A few readers wrote back, asserting, "You're wrong. The idea still works; look at Germany and Sweden." Sure, Germany and Sweden are still afloat - for now - but does this make my point invalid?

Let me put it like this: Suppose there's a new medicine on the market that can lower the chance of heart attacks by 20%. Sounds great, right? Oh wait, I left out one fact: half the time, the medicine kills the patient.

Yeah... it doesn't sound so great now, does it?

If one ignores all the possible negative outcomes, then everything sounds great. Personally, I don't want to touch policy prescriptions that resemble Russian roulette... Maybe things will turn out like Germany, or maybe like Greece. That doesn't exactly seem like a great plan to me.

I've seen this same logic with the war on terror. The pro-war crowd often says, "We haven't had a single terrorist attack since 9/11/01. So the strategy is working." I really don't understand this. It borders on certifiable insanity. If we ignore the 6,000 soldiers who have been murdered in Iraq and Afghanistan and the many more severely wounded, then it was great success. If we acknowledge those deaths - AKA reality - then it looks like two more 9/11s in the last decade.

So, what does this have to do with the price of tea in China - or in this case, the price of gold in London? In my opinion, market commentators use the exact same fallacy whenever they discuss gold. We've all seen the articles: "If interest rates go higher gold will crash"... "If the market recovers gold will crash"... "If the margins are raised gold will crash." Regardless of the story, it's the same pattern.

The authors take one single event that could negatively impact gold, and then they extrapolate it to mean the end of the "gold bubble." Furthermore, each time they ignore all the reasons gold has shot to the moon in the first place - the government's debt is getting worse, and the Fed is not slowing its printing of piles of US dollars.

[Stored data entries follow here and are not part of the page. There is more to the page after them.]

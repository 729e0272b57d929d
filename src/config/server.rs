use std::fs;
use std::net::SocketAddr;
use std::path::{Path, PathBuf};
use std::time::Duration;

use serde::Deserialize;

use crate::crypto::SecretBox;
use crate::error::{Error, Result};

const ENCRYPTION_KEY_FILE: &str = ".encryption_key";

#[derive(Debug, Clone, Deserialize)]
#[serde(default)]
pub struct ServerConfig {
    pub host: String,
    pub port: u16,
    pub data_dir: PathBuf,
    /// Base64 AES-256 key for server access tokens. Falls back to
    /// `<data_dir>/.encryption_key` when unset.
    pub encryption_key: Option<String>,
    pub agent: AgentConfig,
    pub queue: QueueConfig,
    pub operation_log: OperationLogConfig,
    pub auth: AuthConfig,
}

#[derive(Debug, Clone, Deserialize)]
#[serde(default)]
pub struct AgentConfig {
    /// `https` in production; tests point Berth at plain-http fake agents.
    pub scheme: String,
    pub request_timeout_secs: u64,
}

#[derive(Debug, Clone, Deserialize)]
#[serde(default)]
pub struct QueueConfig {
    pub channel_capacity: usize,
    pub dependency_poll_secs: u64,
    pub dependency_timeout_secs: u64,
    pub reaper_interval_secs: u64,
    pub stale_after_secs: u64,
}

#[derive(Debug, Clone, Deserialize)]
#[serde(default)]
pub struct OperationLogConfig {
    pub log_to_file: bool,
    pub file_path: Option<PathBuf>,
    pub max_file_bytes: u64,
    pub max_backups: usize,
}

#[derive(Debug, Clone, Deserialize)]
#[serde(default)]
pub struct AuthConfig {
    pub access_token_ttl_secs: i64,
    pub refresh_token_ttl_secs: i64,
}

impl ServerConfig {
    /// Loads a TOML config file. Missing keys take their defaults.
    pub fn load(path: &Path) -> Result<Self> {
        let content = fs::read_to_string(path)?;
        toml::from_str(&content)
            .map_err(|e| Error::Config(format!("failed to parse {}: {e}", path.display())))
    }

    pub fn socket_addr(&self) -> std::result::Result<SocketAddr, std::net::AddrParseError> {
        format!("{}:{}", self.host, self.port).parse()
    }

    #[must_use]
    pub fn db_path(&self) -> PathBuf {
        self.data_dir.join("berth.db")
    }

    #[must_use]
    pub fn encryption_key_path(&self) -> PathBuf {
        self.data_dir.join(ENCRYPTION_KEY_FILE)
    }

    #[must_use]
    pub fn operation_log_path(&self) -> PathBuf {
        self.operation_log
            .file_path
            .clone()
            .unwrap_or_else(|| self.data_dir.join("operations.log"))
    }

    /// Resolves the secret box from config or the key file written by `admin init`.
    pub fn secret_box(&self) -> Result<SecretBox> {
        if let Some(key) = &self.encryption_key {
            return SecretBox::from_base64(key);
        }
        let path = self.encryption_key_path();
        let key = fs::read_to_string(&path).map_err(|e| {
            Error::Config(format!(
                "no encryption_key configured and {} is unreadable: {e}",
                path.display()
            ))
        })?;
        SecretBox::from_base64(&key)
    }
}

impl QueueConfig {
    #[must_use]
    pub const fn dependency_poll(&self) -> Duration {
        Duration::from_secs(self.dependency_poll_secs)
    }

    #[must_use]
    pub const fn dependency_timeout(&self) -> Duration {
        Duration::from_secs(self.dependency_timeout_secs)
    }

    #[must_use]
    pub const fn reaper_interval(&self) -> Duration {
        Duration::from_secs(self.reaper_interval_secs)
    }

    #[must_use]
    pub fn stale_after(&self) -> chrono::Duration {
        chrono::Duration::seconds(self.stale_after_secs as i64)
    }
}

impl AgentConfig {
    #[must_use]
    pub const fn request_timeout(&self) -> Duration {
        Duration::from_secs(self.request_timeout_secs)
    }
}

impl Default for ServerConfig {
    fn default() -> Self {
        Self {
            host: "127.0.0.1".to_string(),
            port: 8080,
            data_dir: PathBuf::from("./data"),
            encryption_key: None,
            agent: AgentConfig::default(),
            queue: QueueConfig::default(),
            operation_log: OperationLogConfig::default(),
            auth: AuthConfig::default(),
        }
    }
}

impl Default for AgentConfig {
    fn default() -> Self {
        Self {
            scheme: "https".to_string(),
            request_timeout_secs: 30,
        }
    }
}

impl Default for QueueConfig {
    fn default() -> Self {
        Self {
            channel_capacity: 100,
            dependency_poll_secs: 5,
            dependency_timeout_secs: 30 * 60,
            reaper_interval_secs: 60,
            stale_after_secs: 5 * 60,
        }
    }
}

impl Default for OperationLogConfig {
    fn default() -> Self {
        Self {
            log_to_file: false,
            file_path: None,
            max_file_bytes: 10 * 1024 * 1024,
            max_backups: 5,
        }
    }
}

impl Default for AuthConfig {
    fn default() -> Self {
        Self {
            access_token_ttl_secs: 900,
            refresh_token_ttl_secs: 7 * 24 * 60 * 60,
        }
    }
}

#[cfg(test)]
mod tests {
    use super::*;

    #[test]
    fn test_partial_toml_keeps_defaults() {
        let config: ServerConfig = toml::from_str(
            r#"
            port = 9000

            [queue]
            stale_after_secs = 120

            [agent]
            scheme = "http"
            "#,
        )
        .unwrap();

        assert_eq!(config.port, 9000);
        assert_eq!(config.host, "127.0.0.1");
        assert_eq!(config.queue.stale_after_secs, 120);
        assert_eq!(config.queue.channel_capacity, 100);
        assert_eq!(config.agent.scheme, "http");
        assert_eq!(config.agent.request_timeout_secs, 30);
        assert_eq!(config.auth.access_token_ttl_secs, 900);
    }

    #[test]
    fn test_paths_derive_from_data_dir() {
        let config = ServerConfig {
            data_dir: PathBuf::from("/var/lib/berth"),
            ..Default::default()
        };
        assert_eq!(config.db_path(), PathBuf::from("/var/lib/berth/berth.db"));
        assert_eq!(
            config.operation_log_path(),
            PathBuf::from("/var/lib/berth/operations.log")
        );
    }

    #[test]
    fn test_secret_box_from_key_file() {
        let temp = tempfile::TempDir::new().unwrap();
        let config = ServerConfig {
            data_dir: temp.path().to_path_buf(),
            ..Default::default()
        };
        assert!(config.secret_box().is_err());

        fs::write(config.encryption_key_path(), SecretBox::generate_key()).unwrap();
        let sealed = config.secret_box().unwrap().encrypt("t").unwrap();
        assert_eq!(config.secret_box().unwrap().decrypt(&sealed).unwrap(), "t");
    }
}
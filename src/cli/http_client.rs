use std::time::Duration;

use reqwest::StatusCode;
use reqwest::blocking::Client;
use serde::Deserialize;
use serde_json::Value;

use crate::webhook::TriggerRequest;

/// Envelope every Berth response uses.
#[derive(Debug, Deserialize)]
pub struct ApiResponse<T> {
    pub data: Option<T>,
    pub error: Option<String>,
}

/// A failed trigger, classified by the exit code the CLI reports.
#[derive(Debug, thiserror::Error)]
pub enum TriggerError {
    #[error("operation failed: {0}")]
    OperationFailed(String),
    #[error("authentication failed: {0}")]
    Unauthorized(String),
    #[error("permission denied: {0}")]
    Forbidden(String),
    #[error("invalid request: {0}")]
    Invalid(String),
    #[error("network error: {0}")]
    Network(String),
    #[error("request timed out: {0}")]
    Timeout(String),
    #[error("{0}")]
    Internal(String),
}

impl TriggerError {
    #[must_use]
    pub const fn exit_code(&self) -> i32 {
        match self {
            Self::OperationFailed(_) => 1,
            Self::Unauthorized(_) => 2,
            Self::Forbidden(_) => 3,
            Self::Invalid(_) => 4,
            Self::Network(_) => 5,
            Self::Timeout(_) => 6,
            Self::Internal(_) => 7,
        }
    }

    fn from_status(status: StatusCode, message: String) -> Self {
        match status {
            StatusCode::UNAUTHORIZED => Self::Unauthorized(message),
            StatusCode::FORBIDDEN => Self::Forbidden(message),
            StatusCode::BAD_REQUEST | StatusCode::NOT_FOUND => Self::Invalid(message),
            StatusCode::BAD_GATEWAY | StatusCode::SERVICE_UNAVAILABLE => {
                Self::OperationFailed(message)
            }
            _ => Self::Internal(message),
        }
    }
}

impl From<reqwest::Error> for TriggerError {
    fn from(e: reqwest::Error) -> Self {
        if e.is_timeout() {
            Self::Timeout(e.to_string())
        } else if e.is_connect() {
            Self::Network(e.to_string())
        } else if e.is_decode() {
            Self::Internal(format!("unreadable response: {e}"))
        } else {
            Self::Network(e.to_string())
        }
    }
}

/// Unauthenticated client for the webhook trigger endpoint. The webhook
/// key travels in the body.
pub struct WebhookClient {
    client: Client,
    base_url: String,
}

impl WebhookClient {
    pub fn new(base_url: &str, timeout: Duration) -> Result<Self, TriggerError> {
        let client = Client::builder()
            .timeout(timeout)
            .build()
            .map_err(|e| TriggerError::Internal(e.to_string()))?;
        Ok(Self {
            client,
            base_url: base_url.trim_end_matches('/').to_string(),
        })
    }

    #[must_use]
    pub fn trigger_url(&self, webhook_id: i64) -> String {
        format!("{}/api/v1/webhooks/{webhook_id}/trigger", self.base_url)
    }

    /// Posts the trigger and returns the `data` payload on success.
    pub fn trigger(&self, webhook_id: i64, body: &TriggerRequest) -> Result<Value, TriggerError> {
        let resp = self
            .client
            .post(self.trigger_url(webhook_id))
            .json(body)
            .send()?;
        let status = resp.status();
        let text = resp.text()?;
        let envelope: Option<ApiResponse<Value>> = serde_json::from_str(&text).ok();

        if !status.is_success() {
            let message = envelope
                .and_then(|e| e.error)
                .unwrap_or_else(|| format!("server returned {status}"));
            return Err(TriggerError::from_status(status, message));
        }

        match envelope {
            Some(ApiResponse {
                error: Some(error), ..
            }) => Err(TriggerError::OperationFailed(error)),
            Some(ApiResponse {
                data: Some(data), ..
            }) => Ok(data),
            _ => Err(TriggerError::Internal(
                "server returned an empty response".into(),
            )),
        }
    }
}

#[cfg(test)]
mod tests {
    use super::*;

    #[test]
    fn test_exit_codes_follow_status() {
        let code = |status| TriggerError::from_status(status, String::new()).exit_code();
        assert_eq!(code(StatusCode::UNAUTHORIZED), 2);
        assert_eq!(code(StatusCode::FORBIDDEN), 3);
        assert_eq!(code(StatusCode::BAD_REQUEST), 4);
        assert_eq!(code(StatusCode::NOT_FOUND), 4);
        assert_eq!(code(StatusCode::SERVICE_UNAVAILABLE), 1);
        assert_eq!(code(StatusCode::INTERNAL_SERVER_ERROR), 7);
    }

    #[test]
    fn test_trigger_url() {
        let client = WebhookClient::new("http://berth.local:8080/", Duration::from_secs(5)).unwrap();
        assert_eq!(
            client.trigger_url(7),
            "http://berth.local:8080/api/v1/webhooks/7/trigger"
        );
    }
}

This same pattern keeps captivating people because there's some truth to it - same as the war on terror comment and the German economy. If the market has a sudden, raging recovery, it probably wouldn't be the best thing in the world for gold, but I really doubt it would mean a 1980-style crash. The United States' fiscal and monetary situation is permanently messed up. None of these articles ever attack the main reason to invest in gold. I have yet to see an article stating, "Well, it looks like the Fed will become responsible, and US will pay all of its debts back.

Considering these actions, investors might want to exit gold." That article doesn't exist and probably never will.

Unless someone has a good case for the US reversing course, I'm not too worried about peripheral negative effects on gold. They might set prices back or momentarily slow the climb, but they won't break the commodity.